# Took Dustin's (XXX's) Beginners Guide too Literally! Whoo Hoo Sampler's here!



## dahigman (Jul 4, 2005)

I really enjoyed the "Habanos For Beginners" thread that LasciviousXXX posted. I decided I would try all 51!! sticks on the list. I printed it out, and checked off what I didn't have or had already smoked. I had 13 of them and 4 others that I had already smoked. Today I got the rest of my Fathers Day present! I got 19 singles from his list . The rest (15) of them from the list I will have to find somewhere else since this vendor didn't offer those in singles. I can't wait to try them all (some I have more then one of).

One thing I was wondering...Are any of these really BAD young? I don't want to risk getting a bad impression by not letting it age enough.

The first image is what I got today
http://img255.imageshack.us/my.php?image=newisoms7nq.jpg

This is what I have accumilated since I started.

http://img337.imageshack.us/my.php?image=allisoms8cc.jpg

I am a VERY happy man!!


----------



## dayplanner (Dec 11, 1997)

Damn. sir! That looks like hours and hours of fun lined up there. 

Personally, I'd let most of them sit. From personal experience, in particular, I wouldn't smoke the Cohiba or MC#2 young. And, in general, I wouldn't rule out any of them based on one smoke -- especially if you decide to smoke them young. I also found my 05 Epi 2s to be a little flat, but getting better at last tasting.

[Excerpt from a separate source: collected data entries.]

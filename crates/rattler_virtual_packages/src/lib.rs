#![deny(missing_docs)]

//! A library to detect Conda virtual packages present on a system.
//!
//! A virtual package represents a package that is injected into the solver to
//! provide system information to packages. This allows packages to add
//! dependencies on specific system features, like the platform version, the
//! machines architecture, or the availability of a Cuda driver with a specific
//! version.
//!
//! This library provides both a low- and high level API to detect versions of
//! virtual packages for the host system.
//!
//! To detect all virtual packages for the host system use the
//! [`VirtualPackage::detect`] method which will return a memoized slice of all
//! detected virtual packages. The `VirtualPackage` enum represents all
//! available virtual package types. Using it provides some flexibility to the
//! user to not care about which exact virtual packages exist but still allows
//! users to override specific virtual package behavior. Say for instance you
//! just want to detect the capabilities of the host system but you still want
//! to restrict the targeted linux version. You can convert an instance of
//! `VirtualPackage` to `GenericVirtualPackage` which erases any typing for
//! specific virtual packages.
//!
//! Each virtual package is also represented by a struct which can be used to
//! detect the specifics of one virtual package. For instance the
//! [`Linux::current`] method returns an instance of `Linux` which contains the
//! current Linux version. It also provides conversions to the higher level API.
//!
//! Finally at the core of the library are detection functions to perform
//! specific capability detections that are not tied to anything related to
//! virtual packages. See [`cuda::detect_cuda_version_via_libcuda`] as an
//! example.

pub mod cuda;
pub mod libc;
pub mod linux;
pub mod osx;

use std::{
    env,
    hash::{Hash, Hasher},
    str::FromStr,
    sync::Arc,
};

use archspec::cpu::Microarchitecture;
use libc::DetectLibCError;
use linux::ParseLinuxVersionError;
use rattler_conda_types::{
    GenericVirtualPackage, PackageName, ParseVersionError, Platform, Version,
};
use serde::{Deserialize, Deserializer, Serialize, Serializer};

use crate::osx::ParseOsxVersionError;

/// Configure the overrides used in in this crate.
#[derive(Clone, Debug, PartialEq, Default)]
pub enum Override {
    /// Use the default override env var name
    #[default]
    DefaultEnvVar,
    /// Use custom env var name
    EnvVar(String),
    /// Use a custom override directly
    String(String),
}

/// Traits for overridable virtual packages
/// Use as `Cuda::detect(override)`
pub trait EnvOverride: Sized {
    /// Parse `env_var_value`
    fn parse_version(value: &str) -> Result<Self, ParseVersionError>;

    /// Helper to convert the output of `parse_version` and handling empty
    /// strings.
    fn parse_version_opt(value: &str) -> Result<Option<Self>, DetectVirtualPackageError> {
        if value.is_empty() {
            Ok(None)
        } else {
            Ok(Some(Self::parse_version(value)?))
        }
    }

    /// Read the environment variable and if it exists, try to parse it with
    /// [`EnvOverride::parse_version`] If the output is:
    /// - `None`, then the environment variable did not exist,
    /// - `Some(Err(None))`, then the environment variable exist but was set to
    ///   zero, so the package should be disabled
    /// - `Some(Ok(pkg))`, then the override was for the package.
    fn from_env_var_name_or<F>(
        env_var_name: &str,
        fallback: F,
    ) -> Result<Option<Self>, DetectVirtualPackageError>
    where
        F: FnOnce() -> Result<Option<Self>, DetectVirtualPackageError>,
    {
        match env::var(env_var_name) {
            Ok(var) => Self::parse_version_opt(&var),
            Err(env::VarError::NotPresent) => fallback(),
            Err(e) => Err(DetectVirtualPackageError::VarError(e)),
        }
    }

    /// Default name of the environment variable that overrides the virtual
    /// package.
    const DEFAULT_ENV_NAME: &'static str;

    /// Detect the virtual package for the current system.
    /// This method is here so that `<Self as EnvOverride>::current` always
    /// returns the same error type. `current` may return different types of
    /// errors depending on the virtual package. This one always returns
    /// `DetectVirtualPackageError`.
    fn detect_from_host() -> Result<Option<Self>, DetectVirtualPackageError>;

    /// Apply the override to the current virtual package. If the override is
    /// `None` then use the fallback
    fn detect_with_fallback<F>(
        ov: &Override,
        fallback: F,
    ) -> Result<Option<Self>, DetectVirtualPackageError>
    where
        F: FnOnce() -> Result<Option<Self>, DetectVirtualPackageError>,
    {
        match ov {
            Override::String(str) => Self::parse_version_opt(str),
            Override::DefaultEnvVar => Self::from_env_var_name_or(Self::DEFAULT_ENV_NAME, fallback),
            Override::EnvVar(name) => Self::from_env_var_name_or(name, fallback),
        }
    }

    /// Shortcut for `Self::detect_with_fallback` with `Self::detect_from_host`
    /// as fallback
    fn detect(ov: Option<&Override>) -> Result<Option<Self>, DetectVirtualPackageError> {
        ov.map_or_else(Self::detect_from_host, |ov| {
            Self::detect_with_fallback(ov, Self::detect_from_host)
        })
    }
}

/// An enum that represents all virtual package types provided by this library.
#[derive(Clone, Eq, PartialEq, Hash, Debug)]
pub enum VirtualPackage {
    /// Available on windows
    Win,

    /// Available on `Unix` based platforms
    Unix,

    /// Available when running on `Linux`
    Linux(Linux),

    /// Available when running on `OSX`
    Osx(Osx),

    /// Available `LibC` family and version
    LibC(LibC),

    /// Available `Cuda` version
    Cuda(Cuda),

    /// The CPU architecture
    Archspec(Archspec),
}

impl From<VirtualPackage> for GenericVirtualPackage {
    fn from(package: VirtualPackage) -> Self {
        match package {
            VirtualPackage::Win => GenericVirtualPackage {
                name: PackageName::new_unchecked("__win"),
                version: Version::major(0),
                build_string: "0".into(),
            },
            VirtualPackage::Unix => GenericVirtualPackage {
                name: PackageName::new_unchecked("__unix"),
                version: Version::major(0),
                build_string: "0".into(),
            },
            VirtualPackage::Linux(linux) => linux.into(),
            VirtualPackage::Osx(osx) => osx.into(),
            VirtualPackage::LibC(libc) => libc.into(),
            VirtualPackage::Cuda(cuda) => cuda.into(),
            VirtualPackage::Archspec(spec) => spec.into(),
        }
    }
}
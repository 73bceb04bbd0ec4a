use std::{
    borrow::Cow,
    fmt::{Display, Formatter},
    hash::{Hash, Hasher},
    str::FromStr,
};

use serde::{Deserialize, Deserializer, Serialize, Serializer};

use crate::{InvalidPackageNameError, PackageName};

/// Match a given string either by exact match, glob or regex
#[derive(Debug, Clone)]
pub enum PackageNameMatcher {
    /// Match the string exactly
    Exact(PackageName),
    /// Match the string by glob. A glob uses a * to match any characters.
    /// For example, `*` matches any string, `foo*` matches any string starting
    /// with `foo`, `*bar` matches any string ending with `bar` and `foo*bar`
    /// matches any string starting with `foo` and ending with `bar`.
    Glob(glob::Pattern),
    /// Match the string by regex. A regex starts with a `^`, ends with a `$`
    /// and uses the regex syntax. For example, `^foo.*bar$` matches any
    /// string starting with `foo` and ending with `bar`. Note that the regex
    /// is anchored, so it must match the entire string.
    Regex(regex::Regex),
}

impl Hash for PackageNameMatcher {
    fn hash<H: Hasher>(&self, state: &mut H) {
        match self {
            PackageNameMatcher::Exact(s) => s.hash(state),
            PackageNameMatcher::Glob(pattern) => pattern.hash(state),
            PackageNameMatcher::Regex(regex) => regex.as_str().hash(state),
        }
    }
}

impl PartialEq for PackageNameMatcher {
    fn eq(&self, other: &Self) -> bool {
        match (self, other) {
            (PackageNameMatcher::Exact(s1), PackageNameMatcher::Exact(s2)) => s1 == s2,
            (PackageNameMatcher::Glob(s1), PackageNameMatcher::Glob(s2)) => {
                s1.as_str() == s2.as_str()
            }
            (PackageNameMatcher::Regex(s1), PackageNameMatcher::Regex(s2)) => {
                s1.as_str() == s2.as_str()
            }
            _ => false,
        }
    }
}

impl PackageNameMatcher {
    /// Match string against [`PackageNameMatcher`].
    pub fn matches(&self, other: &PackageName) -> bool {
        match self {
            PackageNameMatcher::Exact(s) => s == other,
            PackageNameMatcher::Glob(glob) => glob.matches(other.as_normalized()),
            PackageNameMatcher::Regex(regex) => regex.is_match(other.as_normalized()),
        }
    }

    /// Convert [`PackageNameMatcher`] to [`PackageName`].
    pub fn into_exact(self) -> PackageName {
        match self {
            PackageNameMatcher::Exact(s) => s,
            _ => panic!("PackageNameMatcher is not Exact"),
        }
    }

    /// Convert [`PackageNameMatcher`] to [`PackageName`].
    pub fn as_exact(&self) -> &PackageName {
        match self {
            PackageNameMatcher::Exact(s) => s,
            _ => panic!("PackageNameMatcher is not Exact"),
        }
    }
}

/// Error when parsing [`PackageNameMatcher`]
#[derive(Debug, Clone, Eq, PartialEq, thiserror::Error)]
pub enum PackageNameMatcherParseError {
    /// Could not parse the string as a glob
    #[error("invalid glob: {glob}")]
    Glob {
        /// The invalid glob
        glob: String,
    },

    /// Could not parse the string as a regex
    #[error("invalid regex: {regex}")]
    Regex {
        /// The invalid regex
        regex: String,
    },

    /// Could not parse the string as a package name
    #[error("invalid package name {name}: {source}")]
    PackageName {
        /// The invalid package name
        name: String,

        /// The source error
        source: InvalidPackageNameError,
    },
}

impl FromStr for PackageNameMatcher {
    type Err = PackageNameMatcherParseError;

    fn from_str(s: &str) -> Result<Self, Self::Err> {
        if s.starts_with('^') && s.ends_with('$') {
            Ok(PackageNameMatcher::Regex(regex::Regex::new(s).map_err(
                |_err| PackageNameMatcherParseError::Regex {
                    regex: s.to_string(),
                },
            )?))
        } else if s.contains('*') {
            Ok(PackageNameMatcher::Glob(glob::Pattern::new(s).map_err(
                |_err| PackageNameMatcherParseError::Glob {
                    glob: s.to_string(),
                },
            )?))
        } else {
            Ok(PackageNameMatcher::Exact(
                PackageName::from_str(s).map_err(|e| {
                    PackageNameMatcherParseError::PackageName {
                        name: s.to_string(),
                        source: e,
                    }
                })?,
            ))
        }
    }
}

impl Display for PackageNameMatcher {
    fn fmt(&self, f: &mut Formatter<'_>) -> std::fmt::Result {
        match self {
            PackageNameMatcher::Exact(s) => write!(f, "{}", s.as_normalized()),
            PackageNameMatcher::Glob(s) => write!(f, "{}", s.as_str()),
            PackageNameMatcher::Regex(s) => write!(f, "{}", s.as_str()),
        }
    }
}

impl Eq for PackageNameMatcher {}

impl Serialize for PackageNameMatcher {
    fn serialize<S>(&self, serializer: S) -> Result<S::Ok, S::Error>
    where
        S: Serializer,
    {
        match self {
            PackageNameMatcher::Exact(s) => s.serialize(serializer),
            PackageNameMatcher::Glob(s) => s.as_str().serialize(serializer),
            PackageNameMatcher::Regex(s) => s.as_str().serialize(serializer),
        }
    }
}

impl<'de> Deserialize<'de> for PackageNameMatcher {
    fn deserialize<D>(deserializer: D) -> Result<Self, D::Error>
    where
        D: Deserializer<'de>,
    {
        let s = Cow::<'de, str>::deserialize(deserializer)?;
        PackageNameMatcher::from_str(&s).map_err(serde::de::Error::custom)
    }
}

/// Error when converting a [`PackageNameMatcher`] to a [`PackageName`]
#[derive(Debug, Clone, Eq, PartialEq, thiserror::Error)]
pub enum IntoPackageNameError {
    /// The package name matcher is not an exact package name
    #[error("not an exact package name")]
    NotExact,
}

impl TryInto<PackageName> for PackageNameMatcher {
    type Error = IntoPackageNameError;
    fn try_into(self) -> Result<PackageName, Self::Error> {
        match self {
            PackageNameMatcher::Exact(name) => Ok(name),
            _ => Err(IntoPackageNameError::NotExact),
        }
    }
}

impl TryInto<PackageName> for &PackageNameMatcher {
    type Error = IntoPackageNameError;
    fn try_into(self) -> Result<PackageName, Self::Error> {
        match self {
            PackageNameMatcher::Exact(name) => Ok(name.clone()),
            _ => Err(IntoPackageNameError::NotExact),
        }
    }
}

#[cfg(test)]
mod tests {
    use super::*;

    #[test]
    fn test_package_name_matcher() {
        assert_eq!(
            PackageNameMatcher::Exact(PackageName::from_str("foo").unwrap()),
            "foo".parse().unwrap()
        );
        assert_eq!(
            PackageNameMatcher::Glob(glob::Pattern::new("foo*").unwrap()),
            "foo*bar".parse().unwrap()
        );
        assert_eq!(
            PackageNameMatcher::Regex(regex::Regex::new("^foo.*$").unwrap()),
            "^foo.*$".parse().unwrap()
        );
    }
}
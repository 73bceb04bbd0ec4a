/// Returns the path(s) to the global pixi config file.
pub fn config_path_global() -> Vec<PathBuf> {
    vec![
        dirs::config_dir().map(|d| d.join(consts::CONFIG_DIR).join(consts::CONFIG_FILE)),
        pixi_home().map(|d| d.join(consts::CONFIG_FILE)),
    ]
    .into_iter()
    .flatten()
    .collect()
}

/// Returns the path to the system-level pixi config file.
pub fn config_path_system() -> PathBuf {
    // TODO: the base_path for Windows is currently hardcoded, it should be
    // determined via the system API to support general volume label
    #[cfg(target_os = "windows")]
    let base_path = PathBuf::from("C:\\ProgramData");
    #[cfg(not(target_os = "windows"))]
    let base_path = PathBuf::from("/etc");

    base_path.join(consts::CONFIG_DIR).join(consts::CONFIG_FILE)
}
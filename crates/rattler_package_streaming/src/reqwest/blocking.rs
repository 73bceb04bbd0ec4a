//! Functionality to stream and extract packages directly from a [`reqwest::Url`] with a blocking client

use crate::{ExtractError, ExtractResult};
use rattler_conda_types::package::ArchiveType;
use rattler_networking::AuthenticatedClientBlocking;
use reqwest::blocking::Response;
use reqwest::IntoUrl;
use std::path::Path;

/// Extracts the contents a `.tar.bz2` package archive from the specified remote location.
///
/// ```rust,no_run
/// # use std::path::Path;
/// use rattler_package_streaming::reqwest::extract_tar_bz2;
/// use rattler_networking::AuthenticatedClientBlocking;
/// # use reqwest::blocking::Client;
/// let _ = extract_tar_bz2(
///     AuthenticatedClientBlocking::default(),
///     "https://conda.anaconda.org/conda-forge/win-64/python-3.11.0-hcf16a7b_0_cpython.tar.bz2",
///     Path::new("/tmp"))
///     .unwrap();
/// ```
pub fn extract_tar_bz2(
    client: AuthenticatedClientBlocking,
    url: impl IntoUrl,
    destination: &Path,
) -> Result<ExtractResult, ExtractError> {
    // Send the request for the file
    let response = client
        .get(url)
        .send()
        .and_then(Response::error_for_status)
        .map_err(ExtractError::ReqwestError)?;

    // The `response` is used to stream in the package data
    crate::read::extract_tar_bz2(response, destination)
}

/// Extracts the contents a `.conda` package archive from the specified remote location.
///
/// ```rust,no_run
/// # use std::path::Path;
/// use rattler_package_streaming::reqwest::extract_conda;
/// use rattler_networking::AuthenticatedClientBlocking;
/// # use reqwest::blocking::Client;
/// let _ = extract_conda(
///     AuthenticatedClientBlocking::default(),
///     "https://conda.anaconda.org/conda-forge/linux-64/python-3.10.8-h4a9ceb5_0_cpython.conda",
///     Path::new("/tmp"))
///     .unwrap();
/// ```
pub fn extract_conda(
    client: AuthenticatedClientBlocking,
    url: impl IntoUrl,
    destination: &Path,
) -> Result<ExtractResult, ExtractError> {
    // Send the request for the file
    let response = client
        .get(url)
        .send()
        .and_then(Response::error_for_status)
        .map_err(ExtractError::ReqwestError)?;

    // The `response` is used to stream in the package data
    crate::read::extract_conda(response, destination)
}

/// Extracts the contents a package archive from the specified remote location. The type of package
/// is determined based on the path of the url.
///
/// ```rust,no_run
/// # use std::path::Path;
/// use rattler_package_streaming::reqwest::extract;
/// use rattler_networking::AuthenticatedClientBlocking;
/// # use reqwest::blocking::Client;
/// let _ = extract(
///     AuthenticatedClientBlocking::default(),
///     "https://conda.anaconda.org/conda-forge/linux-64/python-3.10.8-h4a9ceb5_0_cpython.conda",
///     Path::new("/tmp"))
///     .unwrap();
/// ```
pub fn extract(
    client: AuthenticatedClientBlocking,
    url: impl IntoUrl,
    destination: &Path,
) -> Result<ExtractResult, ExtractError> {
    let url = url
        .into_url()
        .map_err(reqwest::Error::from)
        .map_err(ExtractError::ReqwestError)?;

    match ArchiveType::try_from(Path::new(url.path()))
        .ok_or(ExtractError::UnsupportedArchiveType)?
    {
        ArchiveType::TarBz2 => extract_tar_bz2(client, url, destination),
        ArchiveType::Conda => extract_conda(client, url, destination),
    }
}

I'm sure others with more experience will offer their opinions.

Pretty sticks all in a row...nice. You should keep us updated as you sample each.


----------



## Ermo (Jun 3, 2006)

Excellent purchase!


----------



## dahigman (Jul 4, 2005)

I'll let 'em rest from the trip, but it will be hard to age any of them. The Cohiba is from June '01. Is that old enough? I will sample more than the one each that I have before writing off any of them. I was wanting to know if any are usually horrible young I would hold off. The Monte is too young probably since it is an '06.


----------



## galaga (Sep 18, 2003)

:r x 2

SLIP.

ENJOY!


----------



## RPB67 (Mar 26, 2005)

OMG !!! You are way outta control.

Very nice smoking collection. Enjoy them all.


----------



## dayplanner (Dec 11, 1997)

PuffDaddy said:


> The Cohiba is from June '01. Is that old enough?


 Ummm...yep. :dr


----------



## Bigwaved (May 20, 2006)

_What a student! X will be proud!_


----------



## fpkjr (Mar 6, 2006)

I thought "the slope" was a gradual thing, you just went and jumped off the cliff.. You are otta control :r 
Enjoy the smokes you got some nice ones there. 

Frank


----------



## ToddziLLa (Oct 17, 2005)

galaga said:


> :r x 2
> 
> SLIP.
> 
> ENJOY!


:tpd: Wow! Enjoy!


----------



## joed (Nov 12, 2005)

I think you are buying too much and not smoking enough!!!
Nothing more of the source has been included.